● INSTRUCTIONS FOR THE TASK:
In the entries below, find the line with "self.names.insert(code.to_string(), name).await;" and the line with "let mut admitted = Vec::new();"; give again those lines and every line between them, exactly.

= = = = =

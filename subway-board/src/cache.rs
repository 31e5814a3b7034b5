//! Cross-request cache of route display names.
//!
//! Route metadata changes rarely, so a resolved display name is reused
//! across boards until its TTL lapses. Only successful names are stored:
//! an upstream failure is retried on the next board instead of being
//! remembered.

use std::time::Duration;

use moka::future::Cache as MokaCache;

/// Configuration for the route-name cache.
#[derive(Debug, Clone)]
pub struct RouteCacheConfig {
    /// TTL for cached names.
    pub ttl: Duration,

    /// Maximum number of cached names.
    pub max_capacity: u64,
}

impl Default for RouteCacheConfig {
    fn default() -> Self {
        Self {
            ttl: Duration::from_secs(3600),
            max_capacity: 256,
        }
    }
}

/// Service code → display name.
///
/// Cloning shares the underlying cache.
#[derive(Clone)]
pub struct RouteNameCache {
    names: MokaCache<String, String>,
}

impl RouteNameCache {
    /// Create a new cache with the given configuration.
    pub fn new(config: &RouteCacheConfig) -> Self {
        let names = MokaCache::builder()
            .time_to_live(config.ttl)
            .max_capacity(config.max_capacity)
            .build();

        Self { names }
    }

    /// Get a cached display name.
    pub async fn get(&self, code: &str) -> Option<String> {
        self.names.get(code).await
    }

    /// Insert a display name.
    pub async fn insert(&self, code: &str, name: String) {
        self.names.insert(code.to_string(), name).await;
    }

    /// Get cache statistics (for monitoring).
    pub fn entry_count(&self) -> u64 {
        self.names.entry_count()
    }

    /// Invalidate all cached names.
    pub fn invalidate_all(&self) {
        self.names.invalidate_all();
    }
}

impl std::fmt::Debug for RouteNameCache {
    fn fmt(&self, f: &mut std::fmt::Formatter<'_>) -> std::fmt::Result {
        f.debug_struct("RouteNameCache")
            .field("entries", &self.names.entry_count())
            .finish()
    }
}
//! Arrival aggregation and ranking.
//!
//! Turns the raw platform boards of one stop into at most
//! [`BoardConfig::display_limit`] display records, soonest first.

use std::collections::{HashMap, HashSet};

use tracing::debug;

use crate::domain::{ArrivalRecord, UNKNOWN_TEXT, minutes_until};
use crate::transiter::TransitApi;

use super::config::BoardConfig;
use super::fetcher::FetchedStop;
use super::namer::{RouteNamer, UNKNOWN_TRAIN};

/// An admitted stop time whose line has not been named yet.
#[derive(Debug, Clone, PartialEq)]
pub struct Candidate {
    pub route_code: Option<String>,
    pub destination: String,
    pub headsign: String,
    pub departure: f64,
}

/// Select the stop times worth naming.
///
/// An entry is admitted when it reports a departure time later than
/// `now - past_tolerance`. At most `per_stop_limit` entries are admitted
/// from each queried platform, in feed order.
pub fn admit(raw: &[FetchedStop], now: f64, config: &BoardConfig) -> Vec<Candidate> {
    let cutoff = now - config.past_tolerance_secs;
    let per_stop = config.per_stop_limit.unwrap_or(usize::MAX);
    let mut admitted = Vec::new();

    for fetched in raw {
        let upcoming = fetched
            .stop_times()
            .iter()
            .filter_map(|st| Some((st, st.departure_time()?)))
            .filter(|&(_, departure)| departure > cutoff)
            .take(per_stop);

        for (st, departure) in upcoming {
            admitted.push(Candidate {
                route_code: st.route_id().map(str::to_string),
                destination: st.destination_name().unwrap_or(UNKNOWN_TEXT).to_string(),
                headsign: st.headsign.as_deref().unwrap_or(UNKNOWN_TEXT).to_string(),
                departure,
            });
        }
    }

    admitted
}

/// Build the final board from named candidates.
///
/// 1. Drop candidates with neither destination nor headsign, or whose line
///    could not be named
/// 2. Keep the first of each (line, destination, departure) triple
/// 3. Stable sort by minutes until departure
/// 4. Keep the first `limit`
pub fn rank(
    candidates: Vec<Candidate>,
    names: &HashMap<String, String>,
    now: f64,
    limit: usize,
) -> Vec<ArrivalRecord> {
    let mut seen = HashSet::new();

    let mut records: Vec<ArrivalRecord> = candidates
        .into_iter()
        .filter_map(|c| {
            if c.destination == UNKNOWN_TEXT && c.headsign == UNKNOWN_TEXT {
                debug!(departure = c.departure, "dropping arrival without destination");
                return None;
            }

            let line_name = c
                .route_code
                .as_deref()
                .and_then(|code| names.get(code))
                .map_or(UNKNOWN_TRAIN, String::as_str);
            if line_name == UNKNOWN_TRAIN {
                debug!(route = ?c.route_code, "dropping arrival on unnamed route");
                return None;
            }

            Some(ArrivalRecord {
                line_name: line_name.to_string(),
                destination: c.destination,
                headsign: c.headsign,
                departure_epoch_seconds: c.departure,
                minutes_until_departure: minutes_until(c.departure, now),
            })
        })
        .filter(|record| seen.insert(record.dedup_key()))
        .collect();

    records.sort_by_key(|r| r.minutes_until_departure);
    records.truncate(limit);
    records
}

/// Merges the platform boards of one stop.
pub struct ArrivalAggregator<'a> {
    config: &'a BoardConfig,
}

impl<'a> ArrivalAggregator<'a> {
    pub fn new(config: &'a BoardConfig) -> Self {
        Self { config }
    }

    /// Admit, name, filter, dedup, sort and cap.
    pub async fn aggregate<A: TransitApi>(
        &self,
        raw: &[FetchedStop],
        namer: &RouteNamer<'_, A>,
        now: f64,
    ) -> Vec<ArrivalRecord> {
        let candidates = admit(raw, now, self.config);
        let names = namer
            .names_for(candidates.iter().filter_map(|c| c.route_code.as_deref()))
            .await;

        let admitted = candidates.len();
        let records = rank(candidates, &names, now, self.config.display_limit);
        debug!(admitted, shown = records.len(), "aggregated arrivals");
        records
    }
}
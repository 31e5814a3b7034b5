//! The stop board service.

use std::sync::Arc;

use serde::Serialize;
use tracing::debug;

use crate::cache::RouteNameCache;
use crate::catalog::StopCatalog;
use crate::domain::{ArrivalRecord, HeadwayRecord, StopId, TransferRecord};
use crate::topology::{LineView, TrunkSummary, TrunkTopology};
use crate::transiter::TransitApi;

use super::aggregate::ArrivalAggregator;
use super::config::BoardConfig;
use super::error::BoardError;
use super::fetcher::ArrivalFetcher;
use super::headways::{self, HeadwayResolver};
use super::namer::RouteNamer;
use super::transfers::{self, TransferResolver};

/// Everything shown for one stop.
#[derive(Debug, Clone, PartialEq, Serialize)]
pub struct StopBoard {
    /// The queried id, without any realtime suffix.
    pub stop_id: String,
    pub stop_name: String,
    pub trunk_line: Option<String>,
    pub trunk_color: Option<String>,
    pub arrivals: Vec<ArrivalRecord>,
    pub transfers: Vec<TransferRecord>,
    pub headways: Vec<HeadwayRecord>,
}

/// Builds stop boards and line listings.
///
/// The catalog and topology are loaded once and shared read-only; every
/// board request issues its own upstream calls.
pub struct StopBoardService<A> {
    api: A,
    catalog: Arc<StopCatalog>,
    topology: Arc<TrunkTopology>,
    config: BoardConfig,
    route_cache: Option<RouteNameCache>,
}

impl<A: TransitApi> StopBoardService<A> {
    pub fn new(
        api: A,
        catalog: Arc<StopCatalog>,
        topology: Arc<TrunkTopology>,
        config: BoardConfig,
    ) -> Self {
        Self {
            api,
            catalog,
            topology,
            config,
            route_cache: None,
        }
    }

    /// Share resolved route names across boards.
    pub fn with_route_cache(mut self, cache: RouteNameCache) -> Self {
        self.route_cache = Some(cache);
        self
    }

    pub fn api(&self) -> &A {
        &self.api
    }

    pub fn catalog(&self) -> &StopCatalog {
        &self.catalog
    }

    pub fn config(&self) -> &BoardConfig {
        &self.config
    }

    /// Build the board for a stop as of `now` (Unix seconds).
    ///
    /// A realtime query resolves transfers and headways from the clean id
    /// concurrently with the arrivals. Otherwise the base payload fetched
    /// for arrivals already is the clean board and is read once. An
    /// upstream failure only empties the affected part; the board fails
    /// only when the stop has no name anywhere.
    pub async fn board(&self, stop: &StopId, now: f64) -> Result<StopBoard, BoardError> {
        let timeout = self.config.call_timeout();
        let namer = RouteNamer::new(&self.api, timeout).with_cache(self.route_cache.as_ref());
        let fetcher = ArrivalFetcher::new(&self.api, timeout);
        let aggregator = ArrivalAggregator::new(&self.config);

        let fetch_arrivals = async {
            let raw = fetcher.fetch(stop).await;
            let arrivals = aggregator.aggregate(&raw, &namer, now).await;
            (raw, arrivals)
        };

        let (raw, arrivals, transfers, headways) = if stop.is_realtime() {
            let transfer_resolver = TransferResolver::new(&self.api, timeout);
            let headway_resolver = HeadwayResolver::new(&self.api, timeout);
            let ((raw, arrivals), transfers, headways) = tokio::join!(
                fetch_arrivals,
                transfer_resolver.resolve(stop),
                headway_resolver.resolve(stop)
            );
            (raw, arrivals, transfers, headways)
        } else {
            let (raw, arrivals) = fetch_arrivals.await;
            let base = raw
                .first()
                .filter(|fetched| fetched.stop == *stop)
                .and_then(|fetched| fetched.payload.as_ref());
            let transfers = base.map(transfers::normalize).unwrap_or_default();
            let headways = base.map(headways::normalize).unwrap_or_default();
            (raw, arrivals, transfers, headways)
        };

        let stop_name = self
            .catalog
            .lookup_stop(stop)
            .map(|s| s.stop_name.clone())
            .or_else(|| {
                raw.first()
                    .and_then(|fetched| fetched.stop_name())
                    .map(str::to_string)
            })
            .ok_or_else(|| BoardError::StopNotFound(stop.to_string()))?;

        let trunk = self.topology.trunk_for_stop(stop);

        debug!(
            stop = %stop,
            arrivals = arrivals.len(),
            transfers = transfers.len(),
            headways = headways.len(),
            "built stop board"
        );

        Ok(StopBoard {
            stop_id: stop.as_str().to_string(),
            stop_name,
            trunk_line: trunk.map(|t| t.name.clone()),
            trunk_color: trunk.map(|t| t.color.clone()),
            arrivals,
            transfers,
            headways,
        })
    }

    /// Build the board for a stop as of the current time.
    pub async fn board_now(&self, stop: &StopId) -> Result<StopBoard, BoardError> {
        self.board(stop, now_epoch_seconds()).await
    }

    /// The display group for a service code or trunk name.
    pub fn line(&self, code_or_name: &str) -> Option<LineView> {
        self.topology.line_view(code_or_name)
    }

    /// Every trunk with its stop count.
    pub fn lines(&self) -> Vec<TrunkSummary> {
        self.topology.trunks()
    }
}

/// Current time as Unix seconds.
pub fn now_epoch_seconds() -> f64 {
    chrono::Utc::now().timestamp_millis() as f64 / 1000.0
}
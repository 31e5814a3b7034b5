//! Web layer for the arrival board.
//!
//! JSON endpoints for stop boards and line listings.

mod dto;
mod routes;
mod state;

pub use dto::*;
pub use routes::{AppError, create_router};
pub use state::AppState;
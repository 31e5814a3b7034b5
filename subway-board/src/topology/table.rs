//! Trunk line configuration table.
//!
//! One versioned structure holds every trunk, its member service codes
//! and display color, plus the stop ids whose service code cannot be read
//! off their first character (shuttles and the Staten Island Railway).

use std::collections::{HashMap, HashSet};
use std::path::Path;

use serde::{Deserialize, Serialize};

use super::error::TopologyError;

/// Current version of the built-in table.
pub const TABLE_VERSION: u32 = 1;

/// A rider-facing group of services sharing track and branding.
#[derive(Debug, Clone, PartialEq, Eq, Serialize, Deserialize)]
pub struct TrunkLine {
    pub name: String,
    /// Service codes that belong to this trunk, in display order.
    pub services: Vec<String>,
    /// Hex display color, e.g. `#0039e6`.
    pub color: String,
}

impl TrunkLine {
    /// Returns true if this trunk carries the given service code.
    pub fn has_service(&self, code: &str) -> bool {
        self.services.iter().any(|s| s == code)
    }
}

/// Explicit service code for one stop id.
#[derive(Debug, Clone, PartialEq, Eq, Serialize, Deserialize)]
pub struct CodeOverride {
    pub stop_id: String,
    pub service: String,
}

/// The full trunk configuration.
#[derive(Debug, Clone, PartialEq, Eq, Serialize, Deserialize)]
pub struct TrunkTable {
    pub version: u32,
    pub trunks: Vec<TrunkLine>,
    #[serde(default)]
    pub overrides: Vec<CodeOverride>,
}

impl TrunkTable {
    /// Parse a table from JSON and validate it.
    pub fn from_json(json: &str) -> Result<Self, TopologyError> {
        let table: TrunkTable = serde_json::from_str(json)?;
        table.validate()?;
        Ok(table)
    }

    /// Read a table from a JSON file and validate it.
    pub fn load_path(path: impl AsRef<Path>) -> Result<Self, TopologyError> {
        let path = path.as_ref();
        let json = std::fs::read_to_string(path).map_err(|source| TopologyError::Io {
            path: path.to_path_buf(),
            source,
        })?;
        Self::from_json(&json)
    }

    /// Check that no service code or trunk name is listed twice, and that
    /// every override names a known code and lists its stop once.
    ///
    /// A duplicated code would let one stop belong to two trunks.
    pub fn validate(&self) -> Result<(), TopologyError> {
        let mut names = HashSet::new();
        let mut owners: HashMap<&str, &str> = HashMap::new();

        for trunk in &self.trunks {
            if !names.insert(trunk.name.as_str()) {
                return Err(TopologyError::DuplicateTrunk(trunk.name.clone()));
            }
            for code in &trunk.services {
                if let Some(first) = owners.insert(code.as_str(), trunk.name.as_str()) {
                    return Err(TopologyError::DuplicateService {
                        code: code.clone(),
                        first: first.to_string(),
                        second: trunk.name.clone(),
                    });
                }
            }
        }

        let mut overridden: HashMap<&str, &str> = HashMap::new();
        for o in &self.overrides {
            if !owners.contains_key(o.service.as_str()) {
                return Err(TopologyError::UnknownOverrideService {
                    stop_id: o.stop_id.clone(),
                    service: o.service.clone(),
                });
            }
            match overridden.get(o.stop_id.as_str()) {
                Some(&first) if first != o.service => {
                    return Err(TopologyError::DuplicateOverride {
                        stop_id: o.stop_id.clone(),
                        first: first.to_string(),
                        second: o.service.clone(),
                    });
                }
                Some(_) => {}
                None => {
                    overridden.insert(o.stop_id.as_str(), o.service.as_str());
                }
            }
        }

        Ok(())
    }

    /// Map each service code to its trunk's position in `trunks`.
    ///
    /// If a code is listed under several trunks the first one wins.
    pub fn service_index(&self) -> HashMap<&str, usize> {
        let mut index = HashMap::new();
        for (i, trunk) in self.trunks.iter().enumerate() {
            for code in &trunk.services {
                index.entry(code.as_str()).or_insert(i);
            }
        }
        index
    }

    /// Map each overridden stop id to its service code.
    ///
    /// If a stop id is listed several times the first entry wins.
    pub fn override_index(&self) -> HashMap<&str, &str> {
        let mut index = HashMap::new();
        for o in &self.overrides {
            index
                .entry(o.stop_id.as_str())
                .or_insert(o.service.as_str());
        }
        index
    }

    /// Find the trunk for a service code or trunk name.
    pub fn find(&self, code_or_name: &str) -> Option<&TrunkLine> {
        self.trunks
            .iter()
            .find(|t| t.has_service(code_or_name))
            .or_else(|| self.trunks.iter().find(|t| t.name == code_or_name))
    }
}

impl Default for TrunkTable {
    fn default() -> Self {
        nyc_subway()
    }
}

/// Builder for trunk tables.
#[derive(Debug)]
pub struct TrunkTableBuilder {
    inner: TrunkTable,
}

impl TrunkTableBuilder {
    /// Create a new builder for the given table version.
    pub fn new(version: u32) -> Self {
        Self {
            inner: TrunkTable {
                version,
                trunks: Vec::new(),
                overrides: Vec::new(),
            },
        }
    }

    /// Add a trunk with its services and color.
    pub fn trunk(mut self, name: &str, services: &[&str], color: &str) -> Self {
        self.inner.trunks.push(TrunkLine {
            name: name.to_string(),
            services: services.iter().map(|s| s.to_string()).collect(),
            color: color.to_string(),
        });
        self
    }

    /// Assign a service code to an explicit list of stop ids.
    pub fn stops(mut self, service: &str, stop_ids: &[&str]) -> Self {
        self.inner
            .overrides
            .extend(stop_ids.iter().map(|id| CodeOverride {
                stop_id: id.to_string(),
                service: service.to_string(),
            }));
        self
    }

    /// Build the table.
    pub fn build(self) -> TrunkTable {
        self.inner
    }
}

/// The New York City subway trunk table.
pub fn nyc_subway() -> TrunkTable {
    TrunkTableBuilder::new(TABLE_VERSION)
        .trunk("Eighth Avenue Line", &["A", "C", "E"], "#0039e6")
        .trunk("Sixth Avenue Line", &["B", "D", "F", "M"], "#ff6319")
        .trunk("Crosstown Line", &["G"], "#6cbe45")
        .trunk("Canarsie Line", &["L"], "#a7a9ac")
        .trunk("Nassau Street Line", &["J", "Z"], "#996633")
        .trunk("Broadway Line", &["N", "Q", "R", "W"], "#fccc0a")
        .trunk("Broadway–Seventh Avenue Line", &["1", "2", "3"], "#ee352e")
        .trunk("Lexington Avenue Line", &["4", "5", "6"], "#00933c")
        .trunk("Flushing Line", &["7"], "#b933ad")
        .trunk("Second Avenue Line", &["T"], "#00add0")
        .trunk("Shuttles", &["S"], "#808183")
        .trunk("42nd Street Shuttle", &["GS"], "#808183")
        .trunk("Franklin Avenue Shuttle", &["FS"], "#808183")
        .trunk("Rockaway Park Shuttle", &["H"], "#808183")
        .trunk("Staten Island Railway", &["SIR"], "#0039e6")
        .stops("GS", &["901", "902"])
        .stops("FS", &["S01", "S03", "S04"])
        .stops("H", &["H12", "H13", "H14", "H15"])
        .stops(
            "SIR",
            &[
                "S09", "S11", "S13", "S14", "S15", "S16", "S17", "S18", "S19", "S20", "S21",
                "S22", "S23", "S24", "S25", "S26", "S27", "S28", "S29", "S30", "S31",
            ],
        )
        .build()
}

#[cfg(test)]
mod tests {
    use super::*;

    #[test]
    fn default_table_is_valid() {
        let table = nyc_subway();
        assert_eq!(table.version, TABLE_VERSION);
        assert!(table.validate().is_ok());
        assert_eq!(table.trunks.len(), 15);
    }

    #[test]
    fn find_by_code_or_name() {
        let table = nyc_subway();
        assert_eq!(table.find("C").unwrap().name, "Eighth Avenue Line");
        assert_eq!(table.find("GS").unwrap().name, "42nd Street Shuttle");
        assert_eq!(table.find("Canarsie Line").unwrap().services, ["L"]);
        assert!(table.find("X").is_none());
    }

    #[test]
    fn overrides_enumerate_shuttle_stops() {
        let table = nyc_subway();
        let overrides = table.override_index();
        assert_eq!(overrides.get("901"), Some(&"GS"));
        assert_eq!(overrides.get("S01"), Some(&"FS"));
        assert_eq!(overrides.get("H15"), Some(&"H"));
        assert_eq!(overrides.get("S31"), Some(&"SIR"));
        assert_eq!(overrides.get("A09"), None);
    }

    #[test]
    fn duplicate_service_rejected() {
        let table = TrunkTableBuilder::new(1)
            .trunk("One", &["A"], "#000000")
            .trunk("Two", &["B", "A"], "#ffffff")
            .build();
        let err = table.validate().unwrap_err();
        assert!(matches!(err, TopologyError::DuplicateService { ref code, .. } if code == "A"));
    }

    #[test]
    fn duplicate_trunk_rejected() {
        let table = TrunkTableBuilder::new(1)
            .trunk("One", &["A"], "#000000")
            .trunk("One", &["B"], "#ffffff")
            .build();
        assert!(matches!(
            table.validate(),
            Err(TopologyError::DuplicateTrunk(_))
        ));
    }

    #[test]
    fn service_index_first_trunk_wins() {
        let table = TrunkTableBuilder::new(1)
            .trunk("One", &["A"], "#000000")
            .trunk("Two", &["A"], "#ffffff")
            .build();
        assert_eq!(table.service_index().get("A"), Some(&0));
    }

    #[test]
    fn duplicate_override_rejected() {
        let table = TrunkTableBuilder::new(1)
            .trunk("Eighth", &["A"], "#000000")
            .trunk("Rockaway", &["H"], "#ffffff")
            .stops("H", &["H12", "H13"])
            .stops("A", &["H12"])
            .build();
        let err = table.validate().unwrap_err();
        assert!(matches!(
            err,
            TopologyError::DuplicateOverride { ref stop_id, ref first, ref second }
                if stop_id == "H12" && first == "H" && second == "A"
        ));
    }

    #[test]
    fn repeated_identical_override_accepted() {
        let table = TrunkTableBuilder::new(1)
            .trunk("Rockaway", &["H"], "#ffffff")
            .stops("H", &["H12", "H12"])
            .build();
        assert!(table.validate().is_ok());
    }

    #[test]
    fn override_to_unknown_service_rejected() {
        let json = r##"{
            "version": 1,
            "trunks": [{"name": "Shuttles", "services": ["S"], "color": "#808183"}],
            "overrides": [{"stop_id": "901", "service": "GS"}]
        }"##;
        assert!(matches!(
            TrunkTable::from_json(json),
            Err(TopologyError::UnknownOverrideService { ref service, .. }) if service == "GS"
        ));
    }

    #[test]
    fn override_index_first_entry_wins() {
        let table = TrunkTableBuilder::new(1)
            .trunk("Eighth", &["A"], "#000000")
            .trunk("Rockaway", &["H"], "#ffffff")
            .stops("H", &["H12"])
            .stops("A", &["H12"])
            .build();
        assert_eq!(table.override_index().get("H12"), Some(&"H"));
    }

    #[test]
    fn json_roundtrip_of_default_table() {
        let json = serde_json::to_string(&nyc_subway()).unwrap();
        assert_eq!(TrunkTable::from_json(&json).unwrap(), nyc_subway());
    }

    #[test]
    fn json_without_overrides() {
        let json = r##"{"version": 2, "trunks": [{"name": "Canarsie Line", "services": ["L"], "color": "#a7a9ac"}]}"##;
        let table = TrunkTable::from_json(json).unwrap();
        assert_eq!(table.version, 2);
        assert!(table.overrides.is_empty());
    }

    #[test]
    fn invalid_json_rejected() {
        assert!(matches!(
            TrunkTable::from_json("{not json"),
            Err(TopologyError::Json(_))
        ));
    }
}
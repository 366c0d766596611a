use serde::{Deserialize, Serialize};

#[derive(Debug, Clone, Copy, PartialEq, Eq, Hash, Serialize, Deserialize)]
#[serde(rename_all = "lowercase")]
pub enum Role {
    System,
    User,
    Assistant,
}

impl Role {
    pub fn as_str(&self) -> &'static str {
        match self {
            Role::System => "system",
            Role::User => "user",
            Role::Assistant => "assistant",
        }
    }
}

impl std::fmt::Display for Role {
    fn fmt(&self, f: &mut std::fmt::Formatter<'_>) -> std::fmt::Result {
        write!(f, "{}", self.as_str())
    }
}

/// One entry of the message list sent to a completion client.
#[derive(Debug, Clone, PartialEq, Eq, Serialize, Deserialize)]
pub struct Message {
    role: Role,
    content: String,
}

impl Message {
    pub fn new(role: Role, content: impl Into<String>) -> Self {
        Self {
            role,
            content: content.into(),
        }
    }

    pub fn system(content: impl Into<String>) -> Self {
        Self::new(Role::System, content)
    }

    pub fn user(content: impl Into<String>) -> Self {
        Self::new(Role::User, content)
    }

    pub fn role(&self) -> Role {
        self.role
    }

    pub fn content(&self) -> &str {
        &self.content
    }
}

#[cfg(test)]
mod tests {
    use super::*;

    #[test]
    fn test_message_serializes_lowercase_role() {
        let json = serde_json::to_string(&Message::system("be brief")).unwrap();
        assert_eq!(json, r#"{"role":"system","content":"be brief"}"#);
    }

    #[test]
    fn test_constructors_set_role() {
        assert_eq!(Message::user("hi").role(), Role::User);
        assert_eq!(Message::new(Role::Assistant, "ok").role(), Role::Assistant);
    }
}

= = = = =

● SOLUTION:
        self.names.insert(code.to_string(), name).await;
    }

    /// Get cache statistics (for monitoring).
    pub fn entry_count(&self) -> u64 {
        self.names.entry_count()
    }

    /// Invalidate all cached names.
    pub fn invalidate_all(&self) {
        self.names.invalidate_all();
    }
}

impl std::fmt::Debug for RouteNameCache {
    fn fmt(&self, f: &mut std::fmt::Formatter<'_>) -> std::fmt::Result {
        f.debug_struct("RouteNameCache")
            .field("entries", &self.names.entry_count())
            .finish()
    }
}
//! Arrival aggregation and ranking.
//!
//! Turns the raw platform boards of one stop into at most
//! [`BoardConfig::display_limit`] display records, soonest first.

use std::collections::{HashMap, HashSet};

use tracing::debug;

use crate::domain::{ArrivalRecord, UNKNOWN_TEXT, minutes_until};
use crate::transiter::TransitApi;

use super::config::BoardConfig;
use super::fetcher::FetchedStop;
use super::namer::{RouteNamer, UNKNOWN_TRAIN};

/// An admitted stop time whose line has not been named yet.
#[derive(Debug, Clone, PartialEq)]
pub struct Candidate {
    pub route_code: Option<String>,
    pub destination: String,
    pub headsign: String,
    pub departure: f64,
}

/// Select the stop times worth naming.
///
/// An entry is admitted when it reports a departure time later than
/// `now - past_tolerance`. At most `per_stop_limit` entries are admitted
/// from each queried platform, in feed order.
pub fn admit(raw: &[FetchedStop], now: f64, config: &BoardConfig) -> Vec<Candidate> {
    let cutoff = now - config.past_tolerance_secs;
    let per_stop = config.per_stop_limit.unwrap_or(usize::MAX);
    let mut admitted = Vec::new();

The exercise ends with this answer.